Esa especificidad tiene que ver tanto con lo personal como con lo colectivo. Así de específicas fueron, por ejemplo, las máquinas de coser Singer que regalaba Evita. Convirtió esa experiencia de millones de mujeres que por primera vez recibían un regalo del Estado en algo puntual irrepetible de cada una de esas biografías. Hizo que algo íntimamente emocional fuera una experiencia colectiva.

Sobre el Kindergarten todavía falta lo peor. Soy zurda. Me refiero a que escribo con la mano izquierda. Las maestras tenían decidido que eso era un defecto que había que corregir. En las clases de dibujo me ataban la mano izquierda con una soga a la cintura, y tenía que dibujar con la derecha. Tengo presente hasta hoy el árbol tieso y tenebroso que dibujé, mientras miraba entre lágrimas lo frondoso del árbol que dibujaba el nene que estaba a mi lado. Es terrible querer expresarse y no poder. Tener la idea o el impulso de hacer algo y no poder ser capaz de expulsarlo, es decir: de comunicarlo.

Por estas experiencias de frustración y de impotencia pasan diariamente muchos millones de seres, la gran mayoría de la humanidad. Millones y millones de criaturas que viven en los territorios sacrificables. A partir de ahí, de esa foto del World Press que pudieron haber tomado Cartier-Bresson, Salgado o Capra, de ese universo de anónimos sufrientes que nunca se han expresado, porque son una masa indiferenciada y, precisamente, inespecífica, uno puede ir acercando el foco hasta llegar a cualquier ámbito en el que el derecho de expresarse se les reserva a algunos ciudadanos, mientras no se concibe ni se defiende ni se reclama el derecho de expresión de enormes mayorías.
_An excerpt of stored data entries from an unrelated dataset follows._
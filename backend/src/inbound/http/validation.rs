//! Shared validation helpers for inbound HTTP adapters.
//!
//! Failures become `invalid_request` errors whose details name the offending
//! `field`, a machine-readable `code`, and (for list items) the `index`.

use std::str::FromStr;

use serde_json::json;
use tracing::debug;

use crate::domain::{EmailAddress, Error, WishlistId};

/// Validation error codes for HTTP request failures.
#[derive(Debug, Clone, Copy, PartialEq, Eq)]
pub(crate) enum ErrorCode {
    InvalidUuid,
    InvalidEnum,
}

impl ErrorCode {
    fn as_str(self) -> &'static str {
        match self {
            ErrorCode::InvalidUuid => "invalid_uuid",
            ErrorCode::InvalidEnum => "invalid_enum",
        }
    }
}

/// Newtype wrapper for HTTP field names to provide type safety.
#[derive(Debug, Clone, Copy, PartialEq, Eq)]
pub(crate) struct FieldName(&'static str);

impl FieldName {
    pub(crate) const fn new(name: &'static str) -> Self {
        Self(name)
    }

    fn as_str(&self) -> &str {
        self.0
    }
}

/// Builder for validation errors with field context.
struct ValidationError {
    field: &'static str,
    message: String,
}

impl ValidationError {
    fn new(field: FieldName, message: impl Into<String>) -> Self {
        Self {
            field: field.0,
            message: message.into(),
        }
    }

    fn with_value(self, code: ErrorCode, value: &str) -> Error {
        Error::invalid_request(self.message).with_details(json!({
            "field": self.field,
            "value": value,
            "code": code.as_str(),
        }))
    }

    fn with_index(self, code: ErrorCode, index: usize, value: &str) -> Error {
        Error::invalid_request(self.message).with_details(json!({
            "field": self.field,
            "index": index,
            "value": value,
            "code": code.as_str(),
        }))
    }
}

pub(crate) fn parse_wishlist_id(value: &str, field: FieldName) -> Result<WishlistId, Error> {
    value.parse().map_err(|_| {
        ValidationError::new(field, format!("{} must be a valid UUID", field.as_str()))
            .with_value(ErrorCode::InvalidUuid, value)
    })
}

/// Parse a comma-separated id list. Blank segments are skipped.
pub(crate) fn parse_wishlist_id_list(
    value: &str,
    field: FieldName,
) -> Result<Vec<WishlistId>, Error> {
    value
        .split(',')
        .map(str::trim)
        .filter(|segment| !segment.is_empty())
        .enumerate()
        .map(|(index, segment)| {
            segment.parse().map_err(|_| {
                ValidationError::new(
                    field,
                    format!("{} must contain valid UUIDs", field.as_str()),
                )
                .with_index(ErrorCode::InvalidUuid, index, segment)
            })
        })
        .collect()
}

/// Parse grantee emails. Entries that are not email addresses cannot match a
/// user, so they are dropped like any other unknown address.
pub(crate) fn parse_email_list(values: Vec<String>, field: FieldName) -> Vec<EmailAddress> {
    values
        .into_iter()
        .enumerate()
        .filter_map(|(index, value)| match EmailAddress::new(&value) {
            Ok(email) => Some(email),
            Err(error) => {
                debug!(field = field.as_str(), index, %error, "dropping unparseable email");
                None
            }
        })
        .collect()
}

/// Parse an optional enumeration value such as a status or visibility.
pub(crate) fn parse_optional_enum<T: FromStr>(
    value: Option<String>,
    field: FieldName,
    allowed: &str,
) -> Result<Option<T>, Error> {
    value
        .map(|raw| {
            raw.parse().map_err(|_| {
                ValidationError::new(
                    field,
                    format!("{} must be one of {allowed}", field.as_str()),
                )
                .with_value(ErrorCode::InvalidEnum, &raw)
            })
        })
        .transpose()
}
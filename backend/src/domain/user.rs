//! User identity primitives.
//!
//! Users are owned by the identity service; this crate only reads them to
//! resolve the caller and to turn grantee emails into identifiers.

use std::fmt;
use std::sync::OnceLock;

use regex::Regex;
use serde::{Deserialize, Serialize};
use uuid::Uuid;

/// Validation errors returned by the user primitive constructors.
#[derive(Debug, Clone, PartialEq, Eq, thiserror::Error)]
pub enum UserValidationError {
    #[error("user id must not be empty")]
    EmptyId,
    #[error("user id must be a valid UUID")]
    InvalidId,
    #[error("email address must not be empty")]
    EmptyEmail,
    #[error("email address is not well formed")]
    InvalidEmail,
}

/// Stable user identifier stored as a UUID.
#[derive(Debug, Clone, PartialEq, Eq, PartialOrd, Ord, Hash, Serialize, Deserialize)]
#[serde(try_from = "String", into = "String")]
pub struct UserId(Uuid, String);

impl UserId {
    /// Validate and construct a [`UserId`] from borrowed input.
    pub fn new(id: impl AsRef<str>) -> Result<Self, UserValidationError> {
        Self::from_owned(id.as_ref().to_owned())
    }

    /// Wrap a UUID read from storage.
    pub fn from_uuid(uuid: Uuid) -> Self {
        Self(uuid, uuid.to_string())
    }

    /// Generate a new random [`UserId`].
    pub fn random() -> Self {
        Self::from_uuid(Uuid::new_v4())
    }

    fn from_owned(id: String) -> Result<Self, UserValidationError> {
        if id.is_empty() {
            return Err(UserValidationError::EmptyId);
        }
        if id.trim() != id {
            return Err(UserValidationError::InvalidId);
        }

        let parsed = Uuid::parse_str(&id).map_err(|_| UserValidationError::InvalidId)?;
        Ok(Self(parsed, id))
    }

    /// Access the underlying UUID.
    pub fn as_uuid(&self) -> &Uuid {
        &self.0
    }
}

impl AsRef<str> for UserId {
    fn as_ref(&self) -> &str {
        self.1.as_str()
    }
}

impl fmt::Display for UserId {
    fn fmt(&self, f: &mut fmt::Formatter<'_>) -> fmt::Result {
        f.write_str(self.as_ref())
    }
}

impl From<UserId> for String {
    fn from(value: UserId) -> Self {
        let UserId(_, raw) = value;
        raw
    }
}

impl TryFrom<String> for UserId {
    type Error = UserValidationError;

    fn try_from(value: String) -> Result<Self, Self::Error> {
        Self::from_owned(value)
    }
}

static EMAIL_RE: OnceLock<Regex> = OnceLock::new();

fn email_regex() -> &'static Regex {
    EMAIL_RE.get_or_init(|| {
        // Shape check only; deliverability is the identity service's concern.
        let pattern = r"^[^@\s]+@[^@\s]+\.[^@\s]+$";
        Regex::new(pattern).unwrap_or_else(|error| panic!("email regex failed to compile: {error}"))
    })
}

/// Email address used to look users up.
///
/// Request input goes through [`EmailAddress::new`], which trims and
/// lower-cases it. Addresses read back from the identity store keep their
/// stored spelling; compare with [`EmailAddress::matches`].
#[derive(Debug, Clone, PartialEq, Eq, PartialOrd, Ord, Hash, Serialize, Deserialize)]
#[serde(try_from = "String", into = "String")]
pub struct EmailAddress(String);

impl EmailAddress {
    /// Validate and normalise an email address.
    ///
    /// # Examples
    /// ```
    /// use wishlist_backend::domain::EmailAddress;
    ///
    /// let email = EmailAddress::new(" Ada@Example.com ").expect("valid email");
    /// assert_eq!(email.as_ref(), "ada@example.com");
    /// ```
    pub fn new(raw: impl AsRef<str>) -> Result<Self, UserValidationError> {
        let normalised = raw.as_ref().trim().to_lowercase();
        if normalised.is_empty() {
            return Err(UserValidationError::EmptyEmail);
        }
        if !email_regex().is_match(&normalised) {
            return Err(UserValidationError::InvalidEmail);
        }
        Ok(Self(normalised))
    }

    /// Wrap an address read from the identity store without validating it.
    ///
    /// Stored users stay resolvable even when their address would fail
    /// [`EmailAddress::new`].
    pub fn from_stored(raw: impl Into<String>) -> Self {
        Self(raw.into())
    }

    /// Lower-cased form used for case-insensitive lookups.
    pub fn lookup_key(&self) -> String {
        self.0.to_lowercase()
    }

    /// Case-insensitive comparison of two addresses.
    ///
    /// # Examples
    /// ```
    /// use wishlist_backend::domain::EmailAddress;
    ///
    /// let stored = EmailAddress::from_stored("Bob@Example.com");
    /// let requested = EmailAddress::new("bob@example.com").expect("valid email");
    /// assert!(stored.matches(&requested));
    /// ```
    pub fn matches(&self, other: &Self) -> bool {
        self.lookup_key() == other.lookup_key()
    }
}

impl AsRef<str> for EmailAddress {
    fn as_ref(&self) -> &str {
        self.0.as_str()
    }
}

impl fmt::Display for EmailAddress {
    fn fmt(&self, f: &mut fmt::Formatter<'_>) -> fmt::Result {
        f.write_str(self.as_ref())
    }
}

impl From<EmailAddress> for String {
    fn from(value: EmailAddress) -> Self {
        value.0
    }
}

impl TryFrom<String> for EmailAddress {
    type Error = UserValidationError;

    fn try_from(value: String) -> Result<Self, Self::Error> {
        Self::new(value)
    }
}

/// A resolved application user.
#[derive(Debug, Clone, PartialEq, Eq, Serialize, Deserialize)]
#[serde(rename_all = "camelCase")]
pub struct User {
    id: UserId,
    email: EmailAddress,
}

impl User {
    /// Build a user from already validated parts.
    pub fn new(id: UserId, email: EmailAddress) -> Self {
        Self { id, email }
    }

    /// Stable identifier.
    pub fn id(&self) -> &UserId {
        &self.id
    }

    /// Normalised email.
    pub fn email(&self) -> &EmailAddress {
        &self.email
    }
}

#[cfg(test)]
mod tests;
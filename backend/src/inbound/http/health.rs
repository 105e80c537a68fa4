//! Liveness and readiness probes for orchestrators and load balancers.
//!
//! Readiness flips on once storage adapters are wired (and migrations have
//! run, when enabled). Liveness flips off when shutdown begins so probes fail
//! fast while in-flight requests drain.

use std::sync::atomic::{AtomicBool, Ordering};

use actix_web::{HttpResponse, get, http::header, web};

/// Shared readiness and liveness flags.
pub struct HealthState {
    ready: AtomicBool,
    live: AtomicBool,
}

impl Default for HealthState {
    fn default() -> Self {
        Self {
            ready: AtomicBool::new(false),
            live: AtomicBool::new(true),
        }
    }
}

impl HealthState {
    /// Start live but not ready.
    pub fn new() -> Self {
        Self::default()
    }

    pub fn mark_ready(&self) {
        self.ready.store(true, Ordering::Release);
    }

    /// Fail liveness probes from now on.
    pub fn mark_draining(&self) {
        self.live.store(false, Ordering::Release);
    }

    pub fn is_ready(&self) -> bool {
        self.ready.load(Ordering::Acquire)
    }

    pub fn is_alive(&self) -> bool {
        self.live.load(Ordering::Acquire)
    }
}

fn probe_response(probe_ok: bool) -> HttpResponse {
    let mut response = if probe_ok {
        HttpResponse::Ok()
    } else {
        HttpResponse::ServiceUnavailable()
    };
    response
        .insert_header((header::CACHE_CONTROL, "no-store"))
        .finish()
}

/// Readiness probe: 200 once storage is wired, 503 before.
#[utoipa::path(
    get,
    path = "/health/ready",
    tags = ["health"],
    security([]),
    responses(
        (status = 200, description = "Server is ready to handle traffic"),
        (status = 503, description = "Server is not ready")
    )
)]
#[get("/health/ready")]
pub async fn ready(state: web::Data<HealthState>) -> HttpResponse {
    probe_response(state.is_ready())
}

/// Liveness probe: 200 while alive, 503 once draining.
#[utoipa::path(
    get,
    path = "/health/live",
    tags = ["health"],
    security([]),
    responses(
        (status = 200, description = "Server is alive"),
        (status = 503, description = "Server is shutting down")
    )
)]
#[get("/health/live")]
pub async fn live(state: web::Data<HealthState>) -> HttpResponse {
    probe_response(state.is_alive())
}
//! Request correlation identifier.
//!
//! The HTTP [`Trace`](crate::Trace) middleware opens a scope per request;
//! anything running inside it (services, adapters, [`Error`](super::Error)
//! construction) can read the identifier through [`TraceId::current`].
//!
//! Tokio task-locals do not follow `tokio::spawn`. Wrap spawned work in
//! [`TraceId::scope`] to keep correlation.

use std::fmt;
use std::future::Future;
use std::str::FromStr;

use tokio::task_local;
use uuid::Uuid;

/// Response header carrying the request trace identifier.
pub const TRACE_ID_HEADER: &str = "trace-id";

task_local! {
    static CURRENT: TraceId;
}

/// Per-request trace identifier.
///
/// # Examples
/// ```
/// use wishlist_backend::TraceId;
///
/// # tokio::runtime::Runtime::new().unwrap().block_on(async {
/// let id: TraceId = "5f0c7a52-9d0e-4a8e-9f1c-1d2b3c4d5e6f".parse().expect("uuid");
/// let seen = TraceId::scope(id, async { TraceId::current() }).await;
/// assert_eq!(seen, Some(id));
/// # });
/// ```
#[derive(Debug, Clone, Copy, PartialEq, Eq, Hash)]
pub struct TraceId(Uuid);

impl TraceId {
    /// Generate a fresh random identifier.
    #[must_use]
    pub fn generate() -> Self {
        Self(Uuid::new_v4())
    }

    /// Wrap an existing UUID.
    #[must_use]
    pub const fn from_uuid(uuid: Uuid) -> Self {
        Self(uuid)
    }

    /// The identifier in scope for the running task, if any.
    #[must_use]
    pub fn current() -> Option<Self> {
        CURRENT.try_with(|id| *id).ok()
    }

    /// Access the inner UUID.
    #[must_use]
    pub const fn as_uuid(&self) -> &Uuid {
        &self.0
    }

    /// Run `fut` with `trace_id` in scope.
    pub async fn scope<Fut>(trace_id: Self, fut: Fut) -> Fut::Output
    where
        Fut: Future,
    {
        CURRENT.scope(trace_id, fut).await
    }
}

impl fmt::Display for TraceId {
    fn fmt(&self, f: &mut fmt::Formatter<'_>) -> fmt::Result {
        self.0.fmt(f)
    }
}

impl FromStr for TraceId {
    type Err = uuid::Error;

    fn from_str(s: &str) -> Result<Self, Self::Err> {
        Uuid::parse_str(s).map(Self)
    }
}

#[cfg(test)]
mod tests {
    use super::*;

    #[tokio::test]
    async fn current_is_none_outside_a_scope() {
        assert!(TraceId::current().is_none());
    }

    #[tokio::test]
    async fn nested_scopes_shadow_the_outer_identifier() {
        let outer = TraceId::generate();
        let inner = TraceId::generate();

        let (seen_inner, seen_outer) = TraceId::scope(outer, async move {
            let seen_inner = TraceId::scope(inner, async { TraceId::current() }).await;
            (seen_inner, TraceId::current())
        })
        .await;

        assert_eq!(seen_inner, Some(inner));
        assert_eq!(seen_outer, Some(outer));
    }

    #[test]
    fn display_and_parse_agree() {
        let id = TraceId::from_uuid(Uuid::new_v4());
        let parsed: TraceId = id.to_string().parse().expect("display output parses");
        assert_eq!(parsed, id);
        assert_eq!(parsed.as_uuid(), id.as_uuid());
    }
}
En nuestras sociedades, que han sacralizado la “libertad de expresión” como un icono impenetrable e incuestionable, no llama la atención que sea un sofisma que, es cierto, indica la necesidad democrática innegable de permitir que todas las voces, de todos los signos políticos, orígenes y clases sociales, puedan circulan libremente. Pero cuando se habla de “libertad de expresión”, ¿se alude a eso? ¿De qué estamos hablando exactamente cuando nos referimos a “libertad de expresión”? Si así fuera, si estamos defendiendo el derecho de todos, los ricos y los pobres, los célebres y los anónimos, los influyentes y los desesperados, es un buen momento para analizar, revisitar y debatir la “libertad de expresión”. Por mi parte, la completaría con la palabra “popular”: esa especificación es lo que necesito añadirle para asegurarme de que estoy diciendo lo que quiero: que la “libertad de expresión” es un derecho de todos, de todas, que no es solamente el derecho de los dueños de las empresas periodísticas. Sí de sus columnistas, de sus periodistas, piensen como piensen y digan lo que digan, pero en tanto dueños, ellos mismos, de sus propias firmas y sus propias conciencias. De sus palabras. Si no especificamos también esto, estamos decretando la muerte del periodismo. Y lo de “todos y todas” no es un cliché. Quiere decir que la “libertad de expresión” no puede excluir a nadie, si la respetamos en serio. Y porque la “libertad de expresión” es imposible sin el acceso a la comunicación, sin las condiciones materiales de acceso a la comunicación y a la emisión de mensajes, es porque apoyé fervorosamente la ley de medios y espero que el juez Carbone resuelva pronto sobre la medida cautelar del artículo objetado por Clarín.